[hibernate-dev] [SEARCH] Translating analyzer definitions from HSearch to Elasticsearch

2016-12-13 Thread Yoann Rodiere
Hello everyone,

I'm currently working on HSEARCH-2219, "Define analyzers via the REST API",
whose purpose is to automatically translate @AnalyzerDefs in Hibernate
Search to settings in Elasticsearch, removing the need for users to
configure analyzers separately in their Elasticsearch instance.

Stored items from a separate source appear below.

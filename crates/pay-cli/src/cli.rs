//! Command-line arguments

use clap::{Args, Parser, Subcommand};
use pay_core::SubjectType;
use rust_decimal::Decimal;
use std::path::PathBuf;

#[derive(Debug, Parser)]
#[command(name = "afriart-pay", version, about = "Pay for AfriArt artworks and exhibitions with M-Pesa")]
pub struct Cli {
    /// Checkout config file (TOML)
    #[arg(long, global = true)]
    pub config: Option<PathBuf>,

    /// Session file (defaults to ~/.afriart/session.json)
    #[arg(long, global = true, env = "AFRIART_SESSION_FILE")]
    pub session_file: Option<PathBuf>,

    /// Override AFRIART_API_URL
    #[arg(long, global = true)]
    pub api_url: Option<String>,

    /// Debug logging (RUST_LOG still wins)
    #[arg(short, long, global = true)]
    pub verbose: bool,

    #[command(subcommand)]
    pub command: Command,
}

#[derive(Debug, Subcommand)]
pub enum Command {
    /// Create a customer account and store its session
    Register(RegisterArgs),
    /// Sign in and store the session
    Login(LoginArgs),
    /// Forget the stored session
    Logout,
    /// Show the signed-in account
    Whoami,
    /// Pay for an artwork or an exhibition ticket
    Pay(PayArgs),
    /// Query a payment once by its checkout request id
    Status { handle: String },
    /// List orders (all orders for staff, your own otherwise)
    Orders {
        /// Only my orders, even when signed in as staff
        #[arg(long)]
        mine: bool,
    },
    /// List exhibition tickets (all tickets for staff, your own otherwise)
    Tickets {
        /// Only my tickets, even when signed in as staff
        #[arg(long)]
        mine: bool,
    },
    /// List artworks
    Artworks,
    /// List exhibitions
    Exhibitions,
}

#[derive(Debug, Args)]
pub struct RegisterArgs {
    #[arg(long)]
    pub name: String,

    #[arg(long)]
    pub email: String,

    #[arg(long, env = "AFRIART_PASSWORD", hide_env_values = true)]
    pub password: String,

    /// Contact phone number
    #[arg(long, default_value = "")]
    pub phone: String,
}

#[derive(Debug, Args)]
pub struct LoginArgs {
    #[arg(long)]
    pub email: String,

    #[arg(long, env = "AFRIART_PASSWORD", hide_env_values = true)]
    pub password: String,

    /// Gallery staff login
    #[arg(long)]
    pub admin: bool,
}

#[derive(Debug, Args)]
pub struct PayArgs {
    /// Artwork id
    #[arg(long, required_unless_present = "exhibition", conflicts_with = "exhibition")]
    pub artwork: Option<String>,

    /// Exhibition id
    #[arg(long)]
    pub exhibition: Option<String>,

    /// Amount in KES (defaults to the listed price)
    #[arg(long)]
    pub amount: Option<Decimal>,

    /// M-Pesa phone number (07..., 7... or 2547...)
    #[arg(long)]
    pub phone: String,
}

impl PayArgs {
    pub fn subject(&self) -> (SubjectType, &str) {
        match (&self.artwork, &self.exhibition) {
            (Some(id), _) => (SubjectType::Artwork, id.as_str()),
            (None, Some(id)) => (SubjectType::Exhibition, id.as_str()),
            // rejected by clap before we get here
            (None, None) => (SubjectType::Artwork, ""),
        }
    }
}

#[cfg(test)]
mod tests {
    use super::*;
    use rust_decimal_macros::dec;

    #[test]
    fn test_parse_pay() {
        let cli = Cli::try_parse_from([
            "afriart-pay", "pay", "--artwork", "42", "--amount", "1500.50", "--phone", "0712345678",
        ])
        .unwrap();

        match cli.command {
            Command::Pay(args) => {
                assert_eq!(args.subject(), (SubjectType::Artwork, "42"));
                assert_eq!(args.amount, Some(dec!(1500.50)));
            }
            other => panic!("unexpected command: {:?}", other),
        }
    }

    #[test]
    fn test_pay_needs_exactly_one_subject() {
        assert!(Cli::try_parse_from(["afriart-pay", "pay", "--phone", "0712345678"]).is_err());
        assert!(Cli::try_parse_from([
            "afriart-pay", "pay", "--artwork", "1", "--exhibition", "2", "--phone", "0712345678",
        ])
        .is_err());
    }

    #[test]
    fn test_parse_register_and_tickets() {
        let cli = Cli::try_parse_from([
            "afriart-pay", "register", "--name", "Achieng", "--email", "a@example.com",
            "--password", "pw",
        ])
        .unwrap();
        match cli.command {
            Command::Register(args) => {
                assert_eq!(args.name, "Achieng");
                assert_eq!(args.phone, "");
            }
            other => panic!("unexpected command: {:?}", other),
        }

        let cli = Cli::try_parse_from(["afriart-pay", "tickets"]).unwrap();
        assert!(matches!(cli.command, Command::Tickets { mine: false }));
    }

    #[test]
    fn test_global_flags() {
        let cli = Cli::try_parse_from(["afriart-pay", "orders", "--mine", "-v"]).unwrap();
        assert!(cli.verbose);
        assert!(matches!(cli.command, Command::Orders { mine: true }));
    }
}
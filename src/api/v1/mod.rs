//! API v1 - stable re-export of the current command set

pub use super::commands::*;
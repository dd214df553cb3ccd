//! Tauri Commands - API for the dashboard frontend
//!
//! Thin wrappers only: every command validates input, calls into `logic`,
//! and maps errors to strings. Each widget change on the page re-invokes
//! `predict_churn`, which recomputes the full assessment in one round trip.

use serde::{Deserialize, Serialize};
use tauri::State;

use crate::constants::{
    AGE_MAX, AGE_MIN, APP_VERSION, CREDIT_SCORE_MAX, CREDIT_SCORE_MIN, MODEL_ACCURACY_PCT,
    PRODUCTS_MAX, PRODUCTS_MIN, TENURE_MAX, TENURE_MIN,
};
use crate::logic::artifacts::ArtifactBundle;
use crate::logic::batch::{self, BatchUploadAck};
use crate::logic::charts::{GaugeSpec, RadarProfile};
use crate::logic::explain::{self, FactorBreakdown};
use crate::logic::features::CustomerProfile;
use crate::logic::history::{HistoryStore, PredictionRecord};
use crate::logic::model::{ChurnAssessment, RiskBand};

// ============================================================================
// DATA STRUCTURES
// ============================================================================

/// Model + engine status for the sidebar stats
#[derive(Debug, Clone, Serialize, Deserialize)]
pub struct ModelStatus {
    pub app_version: String,
    pub model_loaded: bool,
    pub model_name: String,
    pub model_checksum: String,
    pub inference_device: String,
    pub feature_count: usize,
    pub avg_latency_ms: f32,
    pub inference_count: u64,
    pub accuracy_pct: f32,
    pub loaded_at: String,
    pub predictions_saved: usize,
}

/// Inclusive widget range
#[derive(Debug, Clone, Serialize, Deserialize)]
pub struct RangeSpec {
    pub min: i32,
    pub max: i32,
}

/// Everything the form needs to restrict itself to known values
#[derive(Debug, Clone, Serialize, Deserialize)]
pub struct InputOptions {
    pub geographies: Vec<String>,
    pub genders: Vec<String>,
    pub credit_score: RangeSpec,
    pub age: RangeSpec,
    pub tenure: RangeSpec,
    pub num_products: RangeSpec,
}

/// Full assessment for one profile: score, band, and every chart the page
/// shows for it
#[derive(Debug, Clone, Serialize, Deserialize)]
pub struct PredictionResponse {
    pub probability: f32,
    pub risk_percent: f32,
    pub band: RiskBand,
    pub risk_level: String,
    pub color: String,
    pub recommendation: String,
    pub balance_salary_ratio: f32,
    pub gauge: GaugeSpec,
    pub radar: RadarProfile,
    pub factors: FactorBreakdown,
}

/// History row for the table view
#[derive(Debug, Clone, Serialize, Deserialize)]
pub struct HistoryEntry {
    pub id: String,
    pub timestamp: String,
    pub geography: String,
    pub age: i32,
    pub credit_score: i32,
    pub balance: f32,
    pub risk_percent: f32,
    pub risk_level: String,
}

impl From<PredictionRecord> for HistoryEntry {
    fn from(r: PredictionRecord) -> Self {
        Self {
            id: r.id,
            timestamp: r.timestamp.to_rfc3339(),
            geography: r.geography,
            age: r.age,
            credit_score: r.credit_score,
            balance: r.balance,
            risk_percent: r.risk_percent,
            risk_level: r.risk_level,
        }
    }
}

// ============================================================================
// STATUS COMMANDS
// ============================================================================

/// Engine + model status for the sidebar
#[tauri::command]
pub async fn get_model_status(
    bundle: State<'_, ArtifactBundle>,
    history: State<'_, HistoryStore>,
) -> Result<ModelStatus, String> {
    let status = bundle.model.status();
    let metadata = bundle.model.metadata();

    Ok(ModelStatus {
        app_version: APP_VERSION.to_string(),
        model_loaded: status.model_loaded,
        model_name: status.model_name,
        model_checksum: metadata.checksum.clone(),
        inference_device: status.inference_device,
        feature_count: status.feature_count,
        avg_latency_ms: status.avg_latency_ms,
        inference_count: status.inference_count,
        accuracy_pct: MODEL_ACCURACY_PCT,
        loaded_at: metadata.loaded_at.to_rfc3339(),
        predictions_saved: history.len(),
    })
}

/// Known categories + widget ranges, straight from the fitted encoders.
/// The form offers these and nothing else, which is what keeps
/// `UnknownCategory` structurally unreachable from the UI.
#[tauri::command]
pub async fn get_input_options(bundle: State<'_, ArtifactBundle>) -> Result<InputOptions, String> {
    Ok(InputOptions {
        geographies: bundle.geography.categories().to_vec(),
        genders: bundle.gender.classes().to_vec(),
        credit_score: RangeSpec {
            min: CREDIT_SCORE_MIN,
            max: CREDIT_SCORE_MAX,
        },
        age: RangeSpec {
            min: AGE_MIN,
            max: AGE_MAX,
        },
        tenure: RangeSpec {
            min: TENURE_MIN,
            max: TENURE_MAX,
        },
        num_products: RangeSpec {
            min: PRODUCTS_MIN,
            max: PRODUCTS_MAX,
        },
    })
}

// ============================================================================
// PREDICTION COMMANDS
// ============================================================================

/// Validate, assemble, infer, band - the whole scoring path in one call.
#[tauri::command]
pub async fn predict_churn(
    profile: CustomerProfile,
    bundle: State<'_, ArtifactBundle>,
) -> Result<PredictionResponse, String> {
    let assessment = assess(&profile, &bundle)?;

    let balance_salary_ratio = if profile.estimated_salary > 0.0 {
        profile.balance / profile.estimated_salary * 100.0
    } else {
        0.0
    };

    Ok(PredictionResponse {
        probability: assessment.probability,
        risk_percent: assessment.risk_percent,
        band: assessment.band,
        risk_level: assessment.band.label().to_string(),
        color: assessment.band.color().to_string(),
        recommendation: assessment.band.recommendation().to_string(),
        balance_salary_ratio,
        gauge: GaugeSpec::for_assessment(&assessment),
        radar: RadarProfile::from_profile(&profile),
        factors: explain::breakdown(&profile),
    })
}

/// Factor-impact panel only (illustrative heuristic, see `logic::explain`)
#[tauri::command]
pub async fn get_risk_factors(profile: CustomerProfile) -> Result<FactorBreakdown, String> {
    profile.validate().map_err(|e| e.to_string())?;
    Ok(explain::breakdown(&profile))
}

/// Radar chart data only
#[tauri::command]
pub async fn get_radar_profile(profile: CustomerProfile) -> Result<RadarProfile, String> {
    profile.validate().map_err(|e| e.to_string())?;
    Ok(RadarProfile::from_profile(&profile))
}

// ============================================================================
// HISTORY COMMANDS
// ============================================================================

/// Re-score the profile and append the snapshot to the session log.
/// Returns the new log length.
#[tauri::command]
pub async fn save_prediction(
    profile: CustomerProfile,
    bundle: State<'_, ArtifactBundle>,
    history: State<'_, HistoryStore>,
) -> Result<usize, String> {
    let assessment = assess(&profile, &bundle)?;
    let record = PredictionRecord::capture(&profile, &assessment);
    let len = history.save(record);
    log::debug!("Prediction saved, history length {}", len);
    Ok(len)
}

/// Session log in insertion order
#[tauri::command]
pub async fn get_prediction_history(
    history: State<'_, HistoryStore>,
) -> Result<Vec<HistoryEntry>, String> {
    Ok(history
        .entries()
        .into_iter()
        .map(HistoryEntry::from)
        .collect())
}

/// Discard the session log
#[tauri::command]
pub async fn clear_prediction_history(history: State<'_, HistoryStore>) -> Result<bool, String> {
    history.clear();
    Ok(true)
}

// ============================================================================
// BATCH COMMANDS
// ============================================================================

/// Acknowledge an uploaded CSV (shape check only, no scoring)
#[tauri::command]
pub async fn upload_batch_csv(contents: String) -> Result<BatchUploadAck, String> {
    batch::acknowledge_csv(&contents).map_err(|e| e.to_string())
}

// ============================================================================
// HELPERS
// ============================================================================

fn assess(
    profile: &CustomerProfile,
    bundle: &ArtifactBundle,
) -> Result<ChurnAssessment, String> {
    profile.validate().map_err(|e| e.to_string())?;
    let vector = bundle.assemble(profile).map_err(|e| e.to_string())?;
    let probability = bundle.model.predict(&vector).map_err(|e| e.to_string())?;
    Ok(ChurnAssessment::from_probability(probability))
}
//! Churn Insight Core - Main Entry Point

#![cfg_attr(not(debug_assertions), windows_subsystem = "windows")]

mod api;
mod logic;
pub mod constants;

use api::commands;
use logic::artifacts::ArtifactBundle;
use logic::history::HistoryStore;

// --- Window Control Commands (Manual Implementation) ---
#[tauri::command]
async fn window_minimize(window: tauri::Window) {
    let _ = window.minimize();
}

#[tauri::command]
async fn window_toggle_maximize(window: tauri::Window) {
    if let Ok(is_max) = window.is_maximized() {
        if is_max {
            let _ = window.unmaximize();
        } else {
            let _ = window.maximize();
        }
    }
}

#[tauri::command]
async fn window_close(window: tauri::Window) {
    let _ = window.close();
}

#[tauri::command]
async fn window_start_drag(window: tauri::Window) {
    let _ = window.start_dragging();
}

#[tauri::command]
async fn show_main_window(window: tauri::Window) {
    let _ = window.show();
    let _ = window.set_focus();
}
// -----------------------------------------------------

fn main() {
    env_logger::Builder::from_env(env_logger::Env::default().default_filter_or("info")).init();

    log::info!(
        "Starting {} v{}...",
        constants::APP_NAME,
        constants::APP_VERSION
    );

    // Artifacts load exactly once. A missing or inconsistent artifact set is
    // fatal: there is no degraded mode, so abort with a clear message.
    let bundle = match ArtifactBundle::load(&constants::ARTIFACT_DIR) {
        Ok(bundle) => bundle,
        Err(e) => {
            log::error!("Failed to initialize artifacts: {}", e);
            eprintln!(
                "Fatal: cannot start without model artifacts ({}). \
                 Set CHURN_ARTIFACT_DIR or place them under ./{}.",
                e,
                constants::DEFAULT_ARTIFACT_DIR
            );
            std::process::exit(1);
        }
    };

    tauri::Builder::default()
        .manage(bundle)
        .manage(HistoryStore::new())
        .invoke_handler(tauri::generate_handler![
            // Window Controls (Manual)
            window_minimize,
            window_toggle_maximize,
            window_close,
            window_start_drag,
            show_main_window,
            // Status Commands
            commands::get_model_status,
            commands::get_input_options,
            // Prediction Commands
            commands::predict_churn,
            commands::get_risk_factors,
            commands::get_radar_profile,
            // History Commands
            commands::save_prediction,
            commands::get_prediction_history,
            commands::clear_prediction_history,
            // Batch Commands
            commands::upload_batch_csv,
        ])
        .run(tauri::generate_context!())
        .expect("error while running tauri application");
}
//! Factor-Impact Heuristic
//!
//! Fixed-rule impact table for the "Churn Risk Factors" panel. These are
//! hand-picked display constants with no derivation from the trained
//! classifier - not a gradient or SHAP-style attribution, and not expected
//! to track the model's actual sensitivities. Do not tune them against
//! model output.

use crate::logic::features::CustomerProfile;

use super::types::{FactorBreakdown, FactorImpact};

/// Shown alongside the factors, always.
pub const DISCLAIMER: &str =
    "Illustrative heuristic only. Impact scores are fixed display constants, not derived from the model.";

/// Per-attribute impact scores, constants preserved as-is.
pub fn factor_impacts(profile: &CustomerProfile) -> Vec<FactorImpact> {
    vec![
        FactorImpact {
            name: "Active Member".to_string(),
            impact: if profile.is_active_member { 15.0 } else { -20.0 },
            description: Some("Engagement with the bank".to_string()),
        },
        FactorImpact {
            name: "Credit Card".to_string(),
            impact: if profile.has_credit_card { 5.0 } else { -5.0 },
            description: None,
        },
        FactorImpact {
            name: "Products (>1)".to_string(),
            impact: if profile.num_products > 1 { 10.0 } else { -15.0 },
            description: Some("Breadth of product holdings".to_string()),
        },
        FactorImpact {
            name: "High Tenure".to_string(),
            impact: if profile.tenure > 5 { 15.0 } else { -10.0 },
            description: Some("Years with the bank".to_string()),
        },
        FactorImpact {
            name: "Credit Score".to_string(),
            impact: if profile.credit_score > 700 {
                10.0
            } else if profile.credit_score < 500 {
                -15.0
            } else {
                0.0
            },
            description: None,
        },
        FactorImpact {
            name: "Age Factor".to_string(),
            impact: if profile.age > 50 { -10.0 } else { 5.0 },
            description: None,
        },
    ]
}

pub fn breakdown(profile: &CustomerProfile) -> FactorBreakdown {
    FactorBreakdown {
        factors: factor_impacts(profile),
        disclaimer: DISCLAIMER.to_string(),
    }
}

The thing is, the structure of our configuration in Hibernate Search is
different from the one in Elasticsearch. In particular, we can't name
instances of token filters, char filters, etc, while in Elasticsearch one
*has* to name them in order to provide parameters.

See for instance:

@AnalyzerDef(
  name = "myAnalyzer",
  tokenizer = @TokenizerDef(
factory = StandardTokenizerFactory.class,
parameters = @Parameters(@Parameter(name = "maxTokenLength", value =
"900"))
  )
)

compared to the Elasticsearch way:

index :
analysis :
analyzer :
myAnalyzer :
type : custom
tokenizer : myTokenizer1
tokenizer :
myTokenizer1 :
type : standard
max_token_length : 900

The analyzer name is there on both sides, @TokenizerDef.factory would give
me the tokenizer type, and parameters are pretty obvious too. But
"myTokenizer1", the tokenizer name, has absolutely no equivalent in
Hibernate Search.

I could try to generate names automatically, but those would need to be
more or less stable across multiple executions in order for schema
validation to work properly. And there's nothing we could really use as an
identifier in our annotations, at least not reliably.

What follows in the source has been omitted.